Verfasst: 18.05.2007, 06:58
von Presse
Datenschutz bei Betreuungsverhältnissen

Im Rahmen von Betreuungsverhältnissen fallen eine Vielzahl sensibler Daten der Betreuten an, die eines besonderen Schutzes bedürfen. Auf der anderen Seite benötigt ein Betreuer, der den Betroffenen rechtlich vertritt, Informationen zum Beispiel über ärztliche oder therapeutische Behandlungen und rechtsgeschäftliche Handlungen der Betreuten, um in deren Interesse tätig werden zu können. Gesetzliche Regelungen, welche die Übermittlung von Daten an Betreuer regeln, fehlen. Die nachfolgenden FAQ erläutern allgemeine Grundsätze, unter denen die Weitergabe der Daten Betreuter (nicht) zulässig sind.

Dürfen medizinische Daten an gesetzliche Betreuer übermittelt werden?
Die Weitergabe personenbezogener Daten Betreuter, die ärztlich behandelt werden, an gerichtlich bestellte (gesetzliche) Betreuer i.S. von §§ 1896 ff. BGB ist zulässig, soweit die zuerst Genannten bei bestehender natürlicher Einsichtsfähigkeit in die Behandlung und die Übermittlung der Daten eingewilligt haben.

Müssen Betreute geschäftsfähig sein, um wirksam einwilligen zu können?
Die Einwilligung in eine ärztliche Maßnahme ist ein höchstpersönliches Geschäft, sie ist keine rechtsgeschäftliche Willenserklärung. Das gilt auch für therapeutische oder andere medizinische Behandlungen. Für die Wirksamkeit der Einwilligung kommt es nicht auf die Geschäftsfähigkeit der Betreuten, sondern auf ihre Einwilligungsfähigkeit i.S. einer natürlichen Einsichts- und Steuerungsfähigkeit an. Einwilligungsfähig ist, wer Art, Bedeutung und Tragweite der Maßnahme – nach entsprechender Aufklärung und Beratung – zu erfassen und seinen Willen hiernach zu bestimmen vermag. Ist das der Fall, können die Betreuten nicht nur in eine ärztliche oder therapeutische Maßnahme, sondern auch in die Weitergabe von Informationen aus der jeweiligen Behandlung einwilligen.

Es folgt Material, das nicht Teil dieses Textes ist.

#[cfg(test)]
mod tests {
    use std::sync::Arc;

    use actix_web::{App, http::StatusCode, http::header, test, web};
    use chrono::{Duration, Utc};
    use serde_json::{Value, json};

    use blogicum_core::BlogService;
    use blogicum_core::domain::{Category, NewPost, Post, User};
    use blogicum_core::forms::{CommentInput, PostInput};
    use blogicum_infra::{InMemoryBlogStore, JwtConfig};

    use super::configure_routes;
    use crate::state::AppState;

    struct Blog {
        store: Arc<InMemoryBlogStore>,
        state: AppState,
        author: User,
        reader: User,
        travel: Category,
    }

    impl Blog {
        async fn new() -> Self {
            let store = Arc::new(InMemoryBlogStore::new());
            let state = AppState::with_blog(
                BlogService::new(store.repositories()),
                JwtConfig {
                    secret: "handler-tests".to_string(),
                    ..JwtConfig::default()
                },
            );
            let author = store.add_user("author").await;
            let reader = store.add_user("reader").await;
            let travel = store.add_category("Travel", "travel", true).await;

            Self {
                store,
                state,
                author,
                reader,
                travel,
            }
        }

        async fn post(&self, title: &str, is_published: bool) -> Post {
            self.store
                .add_post(NewPost {
                    title: title.to_string(),
                    text: "Body".to_string(),
                    pub_date: Utc::now() - Duration::hours(1),
                    author_id: self.author.id,
                    category_id: Some(self.travel.id),
                    location_id: None,
                    is_published,
                })
                .await
        }

        fn bearer(&self, user: &User) -> (header::HeaderName, String) {
            let token = self
                .state
                .tokens
                .generate_token(user.id, &user.username)
                .unwrap();
            (header::AUTHORIZATION, format!("Bearer {token}"))
        }
    }

    macro_rules! app {
        ($blog:expr) => {
            test::init_service(
                App::new()
                    .app_data(web::Data::new($blog.state.clone()))
                    .app_data(web::Data::new($blog.state.tokens.clone()))
                    .configure(configure_routes),
            )
            .await
        };
    }

    fn location(resp: &actix_web::dev::ServiceResponse) -> &str {
        resp.headers()
            .get(header::LOCATION)
            .and_then(|v| v.to_str().ok())
            .unwrap_or_default()
    }

    #[actix_web::test]
    async fn test_index_lists_public_posts() {
        let blog = Blog::new().await;
        blog.post("visible", true).await;
        blog.post("draft", false).await;
        let app = app!(blog);

        let body: Value = test::call_and_read_body_json(
            &app,
            test::TestRequest::get().uri("/?page=abc").to_request(),
        )
        .await;

        assert_eq!(body["page"]["number"], 1);
        assert_eq!(body["page"]["count"], 1);
        assert_eq!(body["posts"][0]["title"], "visible");
        assert_eq!(body["posts"][0]["comment_count"], 0);
    }

    #[actix_web::test]
    async fn test_hidden_post_is_404_except_for_author() {
        let blog = Blog::new().await;
        let draft = blog.post("draft", false).await;
        let app = app!(blog);
        let uri = format!("/posts/{}/", draft.id);

        let anonymous =
            test::call_service(&app, test::TestRequest::get().uri(&uri).to_request()).await;
        assert_eq!(anonymous.status(), StatusCode::NOT_FOUND);
        let problem: Value = test::read_body_json(anonymous).await;
        assert_eq!(problem["status"], 404);

        let owner = test::call_service(
            &app,
            test::TestRequest::get()
                .uri(&uri)
                .insert_header(blog.bearer(&blog.author))
                .to_request(),
        )
        .await;
        assert_eq!(owner.status(), StatusCode::OK);
    }

    #[actix_web::test]
    async fn test_unpublished_category_is_404() {
        let blog = Blog::new().await;
        blog.store.add_category("Hidden", "hidden", false).await;
        let app = app!(blog);

        let resp = test::call_service(
            &app,
            test::TestRequest::get().uri("/category/hidden/").to_request(),
        )
        .await;

        assert_eq!(resp.status(), StatusCode::NOT_FOUND);
    }

    #[actix_web::test]
    async fn test_create_requires_token() {
        let blog = Blog::new().await;
        let app = app!(blog);

        let resp = test::call_service(
            &app,
            test::TestRequest::get().uri("/posts/create/").to_request(),
        )
        .await;

        assert_eq!(resp.status(), StatusCode::UNAUTHORIZED);
    }

    #[actix_web::test]
    async fn test_create_post_redirects_to_profile() {
        let blog = Blog::new().await;
        let app = app!(blog);

        let resp = test::call_service(
            &app,
            test::TestRequest::post()
                .uri("/posts/create/")
                .insert_header(blog.bearer(&blog.author))
                .set_form(PostInput {
                    title: "Fresh".to_string(),
                    text: "Body".to_string(),
                    pub_date: "2024-01-01T09:30".to_string(),
                    category: blog.travel.id.to_string(),
                    is_published: Some("on".to_string()),
                    ..PostInput::default()
                })
                .to_request(),
        )
        .await;

        assert_eq!(resp.status(), StatusCode::FOUND);
        assert_eq!(location(&resp), "/profile/author/");
        assert_eq!(blog.store.post_count().await, 1);
    }

    #[actix_web::test]
    async fn test_invalid_post_form_rerenders_with_errors() {
        let blog = Blog::new().await;
        let app = app!(blog);

        let resp = test::call_service(
            &app,
            test::TestRequest::post()
                .uri("/posts/create/")
                .insert_header(blog.bearer(&blog.author))
                .set_form(PostInput {
                    title: "No date".to_string(),
                    ..PostInput::default()
                })
                .to_request(),
        )
        .await;

        assert_eq!(resp.status(), StatusCode::OK);
        let page: Value = test::read_body_json(resp).await;
        assert_eq!(page["form"]["title"], "No date");
        assert!(page["errors"]["pub_date"].is_array());
        assert!(page["errors"]["category"].is_array());
        assert_eq!(page["categories"][0]["slug"], "travel");
        assert_eq!(blog.store.post_count().await, 0);
    }

    #[actix_web::test]
    async fn test_foreign_edit_redirects_to_detail() {
        let blog = Blog::new().await;
        let post = blog.post("mine", true).await;
        let app = app!(blog);

        let resp = test::call_service(
            &app,
            test::TestRequest::post()
                .uri(&format!("/posts/{}/edit/", post.id))
                .insert_header(blog.bearer(&blog.reader))
                .set_form(PostInput {
                    title: "theirs".to_string(),
                    ..PostInput::default()
                })
                .to_request(),
        )
        .await;

        assert_eq!(resp.status(), StatusCode::FOUND);
        assert_eq!(location(&resp), format!("/posts/{}/", post.id));

        let detail: Value = test::call_and_read_body_json(
            &app,
            test::TestRequest::get()
                .uri(&format!("/posts/{}/", post.id))
                .to_request(),
        )
        .await;
        assert_eq!(detail["post"]["title"], "mine");
    }

    #[actix_web::test]
    async fn test_delete_needs_post_to_take_effect() {
        let blog = Blog::new().await;
        let post = blog.post("doomed", true).await;
        let app = app!(blog);
        let uri = format!("/posts/{}/delete/", post.id);

        let confirm = test::call_service(
            &app,
            test::TestRequest::get()
                .uri(&uri)
                .insert_header(blog.bearer(&blog.author))
                .to_request(),
        )
        .await;
        assert_eq!(confirm.status(), StatusCode::OK);
        assert_eq!(blog.store.post_count().await, 1);

        let delete = test::call_service(
            &app,
            test::TestRequest::post()
                .uri(&uri)
                .insert_header(blog.bearer(&blog.author))
                .to_request(),
        )
        .await;
        assert_eq!(delete.status(), StatusCode::FOUND);
        assert_eq!(location(&delete), "/");
        assert_eq!(blog.store.post_count().await, 0);
    }

    #[actix_web::test]
    async fn test_comment_shows_up_in_counts() {
        let blog = Blog::new().await;
        let post = blog.post("discussed", true).await;
        let app = app!(blog);

        let resp = test::call_service(
            &app,
            test::TestRequest::post()
                .uri(&format!("/posts/{}/comment/", post.id))
                .insert_header(blog.bearer(&blog.reader))
                .set_form(CommentInput {
                    text: "Great read".to_string(),
                })
                .to_request(),
        )
        .await;
        assert_eq!(resp.status(), StatusCode::FOUND);
        assert_eq!(location(&resp), format!("/posts/{}/", post.id));

        let index: Value =
            test::call_and_read_body_json(&app, test::TestRequest::get().uri("/").to_request())
                .await;
        assert_eq!(index["posts"][0]["comment_count"], 1);

        let detail: Value = test::call_and_read_body_json(
            &app,
            test::TestRequest::get()
                .uri(&format!("/posts/{}/", post.id))
                .to_request(),
        )
        .await;
        assert_eq!(detail["comments"][0]["text"], "Great read");
        assert_eq!(detail["comments"][0]["author"]["username"], "reader");
    }

    #[actix_web::test]
    async fn test_profile_marks_owner() {
        let blog = Blog::new().await;
        blog.post("draft", false).await;
        let app = app!(blog);

        let own: Value = test::call_and_read_body_json(
            &app,
            test::TestRequest::get()
                .uri("/profile/author/")
                .insert_header(blog.bearer(&blog.author))
                .to_request(),
        )
        .await;
        let public: Value = test::call_and_read_body_json(
            &app,
            test::TestRequest::get().uri("/profile/author/").to_request(),
        )
        .await;

        assert_eq!(own["is_owner"], true);
        assert_eq!(own["page"]["count"], 1);
        assert_eq!(public["is_owner"], false);
        assert_eq!(public["page"]["count"], 0);
    }

    #[actix_web::test]
    async fn test_register_then_login() {
        let blog = Blog::new().await;
        let app = app!(blog);
        let credentials = json!({
            "username": "newcomer",
            "email": "newcomer@example.com",
            "password": "long-enough-password",
        });

        let registered = test::call_service(
            &app,
            test::TestRequest::post()
                .uri("/auth/registration/")
                .set_json(&credentials)
                .to_request(),
        )
        .await;
        assert_eq!(registered.status(), StatusCode::CREATED);
        let body: Value = test::read_body_json(registered).await;
        assert_eq!(body["token_type"], "Bearer");
        assert_eq!(body["user"]["username"], "newcomer");

        let duplicate = test::call_service(
            &app,
            test::TestRequest::post()
                .uri("/auth/registration/")
                .set_json(&credentials)
                .to_request(),
        )
        .await;
        assert_eq!(duplicate.status(), StatusCode::CONFLICT);

        let login = test::call_service(
            &app,
            test::TestRequest::post()
                .uri("/auth/login/")
                .set_json(json!({"username": "newcomer", "password": "long-enough-password"}))
                .to_request(),
        )
        .await;
        assert_eq!(login.status(), StatusCode::OK);

        let wrong = test::call_service(
            &app,
            test::TestRequest::post()
                .uri("/auth/login/")
                .set_json(json!({"username": "newcomer", "password": "nope-nope-nope"}))
                .to_request(),
        )
        .await;
        assert_eq!(wrong.status(), StatusCode::UNAUTHORIZED);
    }

    #[actix_web::test]
    async fn test_short_password_is_rejected() {
        let blog = Blog::new().await;
        let app = app!(blog);

        let resp = test::call_service(
            &app,
            test::TestRequest::post()
                .uri("/auth/registration/")
                .set_json(json!({"username": "shorty", "email": "", "password": "short"}))
                .to_request(),
        )
        .await;

        assert_eq!(resp.status(), StatusCode::UNPROCESSABLE_ENTITY);
        let problem: Value = test::read_body_json(resp).await;
        assert!(problem["errors"]["password"].is_array());
    }

    #[actix_web::test]
    async fn test_malformed_login_body_is_bad_request() {
        let blog = Blog::new().await;
        let app = app!(blog);

        let resp = test::call_service(
            &app,
            test::TestRequest::post()
                .uri("/auth/login/")
                .insert_header((header::CONTENT_TYPE, "application/json"))
                .set_payload("{\"username\": ")
                .to_request(),
        )
        .await;

        assert_eq!(resp.status(), StatusCode::BAD_REQUEST);
        let problem: Value = test::read_body_json(resp).await;
        assert_eq!(problem["status"], 400);
    }
}
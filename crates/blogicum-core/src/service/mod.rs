//! Blog use cases.
//!
//! Every user-facing action is one method on [`BlogService`]. Read-only
//! actions return a page model or a not-found error. Mutating actions run
//! authorize → validate → commit and return an [`Outcome`]: either a page
//! model to render (a form, possibly with errors, or a confirmation) or a
//! [`Redirect`] after a write or a failed ownership check.

mod catalog;
mod comments;
mod listing;
mod posts;
mod profile;

use std::sync::Arc;

use crate::pagination::Paginator;
use crate::ports::{
    CategoryRepository, CommentRepository, LocationRepository, PostRepository, UserRepository,
};

pub use catalog::{Catalog, SeedReport};
pub use comments::{CommentDeletion, CommentForm};
pub use listing::{CategoryListing, ProfileListing};
pub use posts::{PostDeletion, PostDetail, PostForm};
pub use profile::ProfileForm;

/// Where a handler sends the client after a write or a refused action.
#[derive(Debug, Clone, PartialEq, Eq)]
pub enum Redirect {
    Index,
    PostDetail(i64),
    Profile(String),
}

/// Result of a mutating action.
#[derive(Debug, Clone)]
pub enum Outcome<T> {
    Render(T),
    Redirect(Redirect),
}

impl<T> Outcome<T> {
    pub fn redirect_target(&self) -> Option<&Redirect> {
        match self {
            Outcome::Redirect(target) => Some(target),
            Outcome::Render(_) => None,
        }
    }

    pub fn into_rendered(self) -> Option<T> {
        match self {
            Outcome::Render(view) => Some(view),
            Outcome::Redirect(_) => None,
        }
    }
}

/// The repositories the blog runs against.
#[derive(Clone)]
pub struct Repositories {
    pub users: Arc<dyn UserRepository>,
    pub categories: Arc<dyn CategoryRepository>,
    pub locations: Arc<dyn LocationRepository>,
    pub posts: Arc<dyn PostRepository>,
    pub comments: Arc<dyn CommentRepository>,
}

/// Blog application service.
#[derive(Clone)]
pub struct BlogService {
    repos: Repositories,
    paginator: Paginator,
}

impl BlogService {
    pub fn new(repos: Repositories) -> Self {
        Self {
            repos,
            paginator: Paginator::default(),
        }
    }

    pub fn repositories(&self) -> &Repositories {
        &self.repos
    }
}
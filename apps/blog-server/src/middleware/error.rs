//! Error handling middleware - RFC 7807 compliant responses.

use actix_web::{HttpResponse, ResponseError, http::StatusCode};
use blogicum_core::error::{DomainError, RepoError};
use blogicum_core::forms::FieldErrors;
use blogicum_core::ports::AuthError;
use blogicum_shared::ErrorResponse;

/// Application-level error type that converts to RFC 7807 responses.
#[derive(Debug, thiserror::Error)]
pub enum AppError {
    #[error("Not found: {0}")]
    NotFound(String),

    #[error("Bad request: {0}")]
    BadRequest(String),

    #[error("Unauthorized: {0}")]
    Unauthorized(String),

    #[error("Conflict: {0}")]
    Conflict(String),

    #[error("Internal error: {0}")]
    Internal(String),

    #[error("Validation errors: {0:?}")]
    Validation(FieldErrors),
}

impl ResponseError for AppError {
    fn status_code(&self) -> StatusCode {
        match self {
            AppError::NotFound(_) => StatusCode::NOT_FOUND,
            AppError::BadRequest(_) => StatusCode::BAD_REQUEST,
            AppError::Unauthorized(_) => StatusCode::UNAUTHORIZED,
            AppError::Conflict(_) => StatusCode::CONFLICT,
            AppError::Internal(_) => StatusCode::INTERNAL_SERVER_ERROR,
            AppError::Validation(_) => StatusCode::UNPROCESSABLE_ENTITY,
        }
    }

    fn error_response(&self) -> HttpResponse {
        let error = match self {
            AppError::NotFound(detail) => ErrorResponse::not_found(detail),
            AppError::BadRequest(detail) => ErrorResponse::bad_request(detail),
            AppError::Unauthorized(detail) => ErrorResponse::unauthorized(detail),
            AppError::Conflict(detail) => ErrorResponse::conflict(detail),
            AppError::Internal(detail) => {
                tracing::error!("Internal error: {}", detail);
                ErrorResponse::internal_error()
            }
            AppError::Validation(errors) => ErrorResponse::validation(errors.clone().into_map()),
        };

        HttpResponse::build(self.status_code()).json(error)
    }
}

impl From<DomainError> for AppError {
    fn from(err: DomainError) -> Self {
        match err {
            DomainError::NotFound { entity_type, key } => {
                AppError::NotFound(format!("{} {} not found", entity_type, key))
            }
            DomainError::Duplicate(msg) => AppError::Conflict(msg),
            DomainError::Internal(msg) => AppError::Internal(msg),
        }
    }
}

impl From<RepoError> for AppError {
    fn from(err: RepoError) -> Self {
        match err {
            RepoError::NotFound => AppError::NotFound("Resource not found".to_string()),
            RepoError::Constraint(msg) => AppError::Conflict(msg),
            RepoError::Connection(msg) => {
                tracing::error!("Database connection error: {}", msg);
                AppError::Internal("Database error".to_string())
            }
            RepoError::Query(msg) => {
                tracing::error!("Database query error: {}", msg);
                AppError::Internal("Database error".to_string())
            }
        }
    }
}

impl From<AuthError> for AppError {
    fn from(err: AuthError) -> Self {
        match err {
            AuthError::InvalidCredentials => {
                AppError::Unauthorized("Invalid username or password".to_string())
            }
            AuthError::HashingError(msg) => AppError::Internal(msg),
            other => AppError::Unauthorized(other.to_string()),
        }
    }
}

/// Result type alias for handlers.
pub type AppResult<T> = Result<T, AppError>;
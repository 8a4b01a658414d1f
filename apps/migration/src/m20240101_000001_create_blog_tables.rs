use sea_orm_migration::prelude::*;

#[derive(DeriveMigrationName)]
pub struct Migration;

#[async_trait::async_trait]
impl MigrationTrait for Migration {
    async fn up(&self, manager: &SchemaManager) -> Result<(), DbErr> {
        manager
            .create_table(
                Table::create()
                    .table(Users::Table)
                    .if_not_exists()
                    .col(
                        ColumnDef::new(Users::Id)
                            .big_integer()
                            .not_null()
                            .auto_increment()
                            .primary_key(),
                    )
                    .col(
                        ColumnDef::new(Users::Username)
                            .string_len(150)
                            .not_null()
                            .unique_key(),
                    )
                    .col(ColumnDef::new(Users::Email).string_len(254).not_null())
                    .col(ColumnDef::new(Users::FirstName).string_len(150).not_null())
                    .col(ColumnDef::new(Users::LastName).string_len(150).not_null())
                    .col(ColumnDef::new(Users::PasswordHash).string().not_null())
                    .col(
                        ColumnDef::new(Users::DateJoined)
                            .timestamp_with_time_zone()
                            .not_null(),
                    )
                    .to_owned(),
            )
            .await?;

        manager
            .create_table(
                Table::create()
                    .table(Categories::Table)
                    .if_not_exists()
                    .col(
                        ColumnDef::new(Categories::Id)
                            .big_integer()
                            .not_null()
                            .auto_increment()
                            .primary_key(),
                    )
                    .col(ColumnDef::new(Categories::Title).string_len(256).not_null())
                    .col(ColumnDef::new(Categories::Description).text().not_null())
                    .col(
                        ColumnDef::new(Categories::Slug)
                            .string_len(64)
                            .not_null()
                            .unique_key(),
                    )
                    .col(
                        ColumnDef::new(Categories::IsPublished)
                            .boolean()
                            .not_null()
                            .default(true),
                    )
                    .col(
                        ColumnDef::new(Categories::CreatedAt)
                            .timestamp_with_time_zone()
                            .not_null(),
                    )
                    .to_owned(),
            )
            .await?;

        manager
            .create_table(
                Table::create()
                    .table(Locations::Table)
                    .if_not_exists()
                    .col(
                        ColumnDef::new(Locations::Id)
                            .big_integer()
                            .not_null()
                            .auto_increment()
                            .primary_key(),
                    )
                    .col(ColumnDef::new(Locations::Name).string_len(256).not_null())
                    .col(
                        ColumnDef::new(Locations::IsPublished)
                            .boolean()
                            .not_null()
                            .default(true),
                    )
                    .col(
                        ColumnDef::new(Locations::CreatedAt)
                            .timestamp_with_time_zone()
                            .not_null(),
                    )
                    .to_owned(),
            )
            .await?;

        manager
            .create_table(
                Table::create()
                    .table(Posts::Table)
                    .if_not_exists()
                    .col(
                        ColumnDef::new(Posts::Id)
                            .big_integer()
                            .not_null()
                            .auto_increment()
                            .primary_key(),
                    )
                    .col(ColumnDef::new(Posts::Title).string_len(256).not_null())
                    .col(ColumnDef::new(Posts::Text).text().not_null())
                    .col(
                        ColumnDef::new(Posts::PubDate)
                            .timestamp_with_time_zone()
                            .not_null(),
                    )
                    .col(ColumnDef::new(Posts::AuthorId).big_integer().not_null())
                    .col(ColumnDef::new(Posts::CategoryId).big_integer().null())
                    .col(ColumnDef::new(Posts::LocationId).big_integer().null())
                    .col(
                        ColumnDef::new(Posts::IsPublished)
                            .boolean()
                            .not_null()
                            .default(true),
                    )
                    .col(
                        ColumnDef::new(Posts::CreatedAt)
                            .timestamp_with_time_zone()
                            .not_null(),
                    )
                    .foreign_key(
                        ForeignKey::create()
                            .name("fk_posts_author")
                            .from(Posts::Table, Posts::AuthorId)
                            .to(Users::Table, Users::Id)
                            .on_delete(ForeignKeyAction::Cascade),
                    )
                    .foreign_key(
                        ForeignKey::create()
                            .name("fk_posts_category")
                            .from(Posts::Table, Posts::CategoryId)
                            .to(Categories::Table, Categories::Id)
                            .on_delete(ForeignKeyAction::SetNull),
                    )
                    .foreign_key(
                        ForeignKey::create()
                            .name("fk_posts_location")
                            .from(Posts::Table, Posts::LocationId)
                            .to(Locations::Table, Locations::Id)
                            .on_delete(ForeignKeyAction::SetNull),
                    )
                    .to_owned(),
            )
            .await?;

        // Listings filter and sort on these.
        manager
            .create_index(
                Index::create()
                    .name("idx_posts_pub_date")
                    .table(Posts::Table)
                    .col(Posts::PubDate)
                    .to_owned(),
            )
            .await?;
        manager
            .create_index(
                Index::create()
                    .name("idx_posts_author_id")
                    .table(Posts::Table)
                    .col(Posts::AuthorId)
                    .to_owned(),
            )
            .await?;

        manager
            .create_table(
                Table::create()
                    .table(Comments::Table)
                    .if_not_exists()
                    .col(
                        ColumnDef::new(Comments::Id)
                            .big_integer()
                            .not_null()
                            .auto_increment()
                            .primary_key(),
                    )
                    .col(ColumnDef::new(Comments::Text).text().not_null())
                    .col(ColumnDef::new(Comments::PostId).big_integer().not_null())
                    .col(ColumnDef::new(Comments::AuthorId).big_integer().not_null())
                    .col(
                        ColumnDef::new(Comments::CreatedAt)
                            .timestamp_with_time_zone()
                            .not_null(),
                    )
                    .foreign_key(
                        ForeignKey::create()
                            .name("fk_comments_post")
                            .from(Comments::Table, Comments::PostId)
                            .to(Posts::Table, Posts::Id)
                            .on_delete(ForeignKeyAction::Cascade),
                    )
                    .foreign_key(
                        ForeignKey::create()
                            .name("fk_comments_author")
                            .from(Comments::Table, Comments::AuthorId)
                            .to(Users::Table, Users::Id)
                            .on_delete(ForeignKeyAction::Cascade),
                    )
                    .to_owned(),
            )
            .await?;

        manager
            .create_index(
                Index::create()
                    .name("idx_comments_post_id")
                    .table(Comments::Table)
                    .col(Comments::PostId)
                    .to_owned(),
            )
            .await
    }

    async fn down(&self, manager: &SchemaManager) -> Result<(), DbErr> {
        manager
            .drop_table(Table::drop().table(Comments::Table).if_exists().to_owned())
            .await?;
        manager
            .drop_table(Table::drop().table(Posts::Table).if_exists().to_owned())
            .await?;
        manager
            .drop_table(Table::drop().table(Locations::Table).if_exists().to_owned())
            .await?;
        manager
            .drop_table(Table::drop().table(Categories::Table).if_exists().to_owned())
            .await?;
        manager
            .drop_table(Table::drop().table(Users::Table).if_exists().to_owned())
            .await
    }
}

#[derive(DeriveIden)]
enum Users {
    Table,
    Id,
    Username,
    Email,
    FirstName,
    LastName,
    PasswordHash,
    DateJoined,
}

#[derive(DeriveIden)]
enum Categories {
    Table,
    Id,
    Title,
    Description,
    Slug,
    IsPublished,
    CreatedAt,
}

#[derive(DeriveIden)]
enum Locations {
    Table,
    Id,
    Name,
    IsPublished,
    CreatedAt,
}

#[derive(DeriveIden)]
enum Posts {
    Table,
    Id,
    Title,
    Text,
    PubDate,
    AuthorId,
    CategoryId,
    LocationId,
    IsPublished,
    CreatedAt,
}

#[derive(DeriveIden)]
enum Comments {
    Table,
    Id,
    Text,
    PostId,
    AuthorId,
    CreatedAt,
}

Muss für den Betreuer ein entsprechender Aufgabenkreis vorgesehen sein?
Erklären die Betreuten ihre Einwilligung in die ärztliche Maßnahme und die Weitergabe der Daten, bedarf es keines besonderen Aufgabenkreises des Betreuers, z.B. Sorge für die Gesundheit, Heilbehandlung oder medizinische Maßnahmen im Rahmen der ambulanten Eingliederungshilfe.

Welche Konsequenz hat die verweigerte Einwilligung des Betreuten?
Bei bestehender Einsichtsfähigkeit ist weder eine ärztliche Maßnahme noch die Offenbarung von personenbezogenen Daten aus dem Behandlungsverhältnis an den Betreuer zulässig, sofern der Betroffene keine Einwilligung erteilt hat.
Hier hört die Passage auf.